### Task to carry out
Please transcribe exactly, and only, the lines of the data below between the line holding "impl r2d2::CustomizeConnection<Connection, rusqlite::Error>" and the line holding "it switched to", inclusive.

### Entries provided
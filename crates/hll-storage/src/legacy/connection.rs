//! Pooled connections to the legacy session file.
//!
//! Every connection handed out by the pool runs in WAL mode with foreign
//! keys on, so readers streaming one session never block a writer appending
//! to another.

use std::path::Path;
use std::time::Duration;

use hll_settings::LegacySettings;
use r2d2::Pool;
use r2d2_sqlite::SqliteConnectionManager;
use rusqlite::Connection;
use tracing::debug;

use crate::errors::{BackendKind, Result, StorageError};

/// Pool over the legacy file.
pub type ConnectionPool = Pool<SqliteConnectionManager>;

/// Connection checked out of [`ConnectionPool`].
pub type PooledConnection = r2d2::PooledConnection<SqliteConnectionManager>;

/// Pool sizing and lock waiting.
#[derive(Clone, Debug)]
pub struct ConnectionConfig {
    /// Connections kept by the pool.
    pub pool_size: u32,
    /// How long a statement waits on a locked database before `SQLITE_BUSY`.
    pub busy_timeout_ms: u64,
}

impl Default for ConnectionConfig {
    fn default() -> Self {
        Self::from(&LegacySettings::default())
    }
}

impl From<&LegacySettings> for ConnectionConfig {
    fn from(settings: &LegacySettings) -> Self {
        Self {
            pool_size: settings.pool_size.max(1),
            busy_timeout_ms: settings.busy_timeout_ms,
        }
    }
}

#[derive(Debug)]
struct SessionFilePragmas {
    busy_timeout: Duration,
}

impl r2d2::CustomizeConnection<Connection, rusqlite::Error> for SessionFilePragmas {
    fn on_acquire(&self, conn: &mut Connection) -> std::result::Result<(), rusqlite::Error> {
        conn.busy_timeout(self.busy_timeout)?;
        // journal_mode answers with the mode it switched to
        let mode: String = conn.query_row("PRAGMA journal_mode = WAL", [], |row| row.get(0))?;
        conn.pragma_update(None, "foreign_keys", true)?;
        conn.pragma_update(None, "synchronous", "NORMAL")?;
        debug!(journal_mode = %mode, "legacy connection opened");
        Ok(())
    }
}

/// Open a pool on the file at `path`, creating the file and its directory
/// when missing.
pub fn new_file(path: &Path, config: &ConnectionConfig) -> Result<ConnectionPool> {
    if let Some(parent) = path.parent().filter(|p| !p.as_os_str().is_empty()) {
        std::fs::create_dir_all(parent).map_err(|e| {
            StorageError::unavailable(BackendKind::Legacy, format!("{}: {e}", parent.display()))
        })?;
    }
    let busy_timeout = Duration::from_millis(config.busy_timeout_ms);
    let pool = Pool::builder()
        .max_size(config.pool_size)
        // checkout waits at least as long as a statement would
        .connection_timeout(busy_timeout.max(Duration::from_secs(1)))
        .connection_customizer(Box::new(SessionFilePragmas { busy_timeout }))
        .build(SqliteConnectionManager::file(path))?;
    Ok(pool)
}
//! Bounded `sqlx` connection pool for the central store.

use std::str::FromStr;
use std::time::Duration;

use hll_settings::CentralSettings;
use sqlx::PgPool;
use sqlx::postgres::{PgConnectOptions, PgPoolOptions};
use tracing::info;

use crate::errors::{BackendKind, Result, StorageError};

/// Connection string from settings, rejecting unset or blank values.
pub fn connection_url(settings: &CentralSettings) -> Result<&str> {
    settings
        .url
        .as_deref()
        .map(str::trim)
        .filter(|url| !url.is_empty())
        .ok_or_else(|| {
            StorageError::unavailable(BackendKind::Central, "central connection string is not set")
        })
}

/// Connect options with the per-statement timeout applied at session start.
pub fn connect_options(settings: &CentralSettings) -> Result<PgConnectOptions> {
    let mut options = PgConnectOptions::from_str(connection_url(settings)?)?;
    if let Some(ms) = settings.statement_timeout_ms {
        options = options.options([("statement_timeout", ms.to_string())]);
    }
    Ok(options)
}

/// Open the pool. Callers wait up to `acquire_timeout_ms` for a connection
/// when all `pool_max_size` connections are busy.
pub async fn connect(settings: &CentralSettings) -> Result<PgPool> {
    let options = connect_options(settings)?;
    let pool = PgPoolOptions::new()
        .min_connections(settings.pool_min_size)
        .max_connections(settings.pool_max_size)
        .acquire_timeout(Duration::from_millis(settings.acquire_timeout_ms))
        .connect_with(options)
        .await?;
    info!(
        min = settings.pool_min_size,
        max = settings.pool_max_size,
        statement_timeout_ms = settings.statement_timeout_ms,
        "central pool connected"
    );
    Ok(pool)
}
//! Image transfer between host and device.
//!
//! All device images use one pixel format: RGBA, 8-bit unsigned normalized.
//! These helpers check sizes on both sides of the backend calls so the
//! output image always matches the input dimensions and downloads always
//! return exactly `width * height * 4` bytes.

use edgebench_core::image::byte_len;
use edgebench_core::HostImage;
#[allow(unused_imports)]
use tracing::{debug, trace};

use crate::backend::{DeviceSession, ImageHandle};
use crate::{ComputeError, ComputeResult};

/// Creates a read-only device copy of `image`.
///
/// Fails with [`ComputeError::DeviceMemory`] when the image exceeds the
/// device's 2-D image limits or the allocation is refused. Not retried.
pub fn upload_input<S: DeviceSession>(session: &S, image: &HostImage) -> ComputeResult<S::Image> {
    let (width, height) = image.dimensions();
    trace!(width, height, device = %session.device().name, "upload_input");

    check_fits(session, width, height)?;
    let handle = session.upload_image(image)?;
    check_handle(&handle, width, height)?;

    debug!(bytes = handle.size_bytes(), "input image uploaded");
    Ok(handle)
}

/// Allocates a write-only device image of `width x height`.
pub fn allocate_output<S: DeviceSession>(session: &S, width: u32, height: u32) -> ComputeResult<S::Image> {
    trace!(width, height, "allocate_output");

    byte_len(width, height)?;
    check_fits(session, width, height)?;
    let handle = session.allocate_image(width, height)?;
    check_handle(&handle, width, height)?;
    Ok(handle)
}

/// Blocking read of the whole image into host memory.
pub fn download<S: DeviceSession>(
    session: &S,
    image: &S::Image,
    width: u32,
    height: u32,
) -> ComputeResult<Vec<u8>> {
    trace!(width, height, "download");

    check_handle(image, width, height)?;
    let expected = byte_len(width, height)?;
    let data = session.read_image(image, width, height)?;
    if data.len() != expected {
        return Err(ComputeError::BufferSizeMismatch { expected, actual: data.len() });
    }
    Ok(data)
}

fn check_fits<S: DeviceSession>(session: &S, width: u32, height: u32) -> ComputeResult<()> {
    let device = session.device();
    if !device.fits_image(width, height) {
        return Err(ComputeError::DeviceMemory(format!(
            "image {width}x{height} exceeds device image limit {}x{}",
            device.image2d_max_width, device.image2d_max_height
        )));
    }
    Ok(())
}

fn check_handle<H: ImageHandle>(handle: &H, width: u32, height: u32) -> ComputeResult<()> {
    if handle.dimensions() != (width, height) {
        let (w, h) = handle.dimensions();
        return Err(ComputeError::InvalidDimensions(w, h));
    }
    Ok(())
}
//! Decode/encode glue over the `image` crate.
//!
//! The format is picked from the file extension in both directions.

use std::path::Path;

#[allow(unused_imports)]
use tracing::{debug, trace};

use crate::{CoreError, CoreResult, HostImage};

/// Decodes `path` and promotes it to RGBA8.
pub fn load(path: &Path) -> CoreResult<HostImage> {
    trace!(path = %path.display(), "codec::load");

    let decoded = ::image::open(path).map_err(|source| CoreError::Decode {
        path: path.to_path_buf(),
        source,
    })?;
    debug!(color = ?decoded.color(), w = decoded.width(), h = decoded.height(), "decoded");

    HostImage::from_dynamic(decoded)
}

/// Encodes `image` to `path`.
pub fn save(path: &Path, image: &HostImage) -> CoreResult<()> {
    save_rgba8(path, image.data(), image.width(), image.height())
}

/// Encodes a raw RGBA8 buffer to `path`.
///
/// Formats without an alpha channel (JPEG) get the alpha dropped.
pub fn save_rgba8(path: &Path, data: &[u8], width: u32, height: u32) -> CoreResult<()> {
    trace!(path = %path.display(), width, height, "codec::save_rgba8");

    let expected = crate::image::byte_len(width, height)?;
    if data.len() != expected {
        return Err(CoreError::BufferSizeMismatch { expected, actual: data.len() });
    }

    let encode_err = |source| CoreError::Encode { path: path.to_path_buf(), source };

    if has_alpha_support(path) {
        ::image::save_buffer(path, data, width, height, ::image::ExtendedColorType::Rgba8)
            .map_err(encode_err)
    } else {
        let rgba = ::image::RgbaImage::from_raw(width, height, data.to_vec())
            .ok_or(CoreError::BufferSizeMismatch { expected, actual: data.len() })?;
        ::image::DynamicImage::ImageRgba8(rgba)
            .to_rgb8()
            .save(path)
            .map_err(encode_err)
    }
}

fn has_alpha_support(path: &Path) -> bool {
    let ext = path
        .extension()
        .and_then(|e| e.to_str())
        .map(|e| e.to_ascii_lowercase());
    !matches!(ext.as_deref(), Some("jpg") | Some("jpeg"))
}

### Expected output
impl r2d2::CustomizeConnection<Connection, rusqlite::Error> for SessionFilePragmas {
    fn on_acquire(&self, conn: &mut Connection) -> std::result::Result<(), rusqlite::Error> {
        conn.busy_timeout(self.busy_timeout)?;
        // journal_mode answers with the mode it switched to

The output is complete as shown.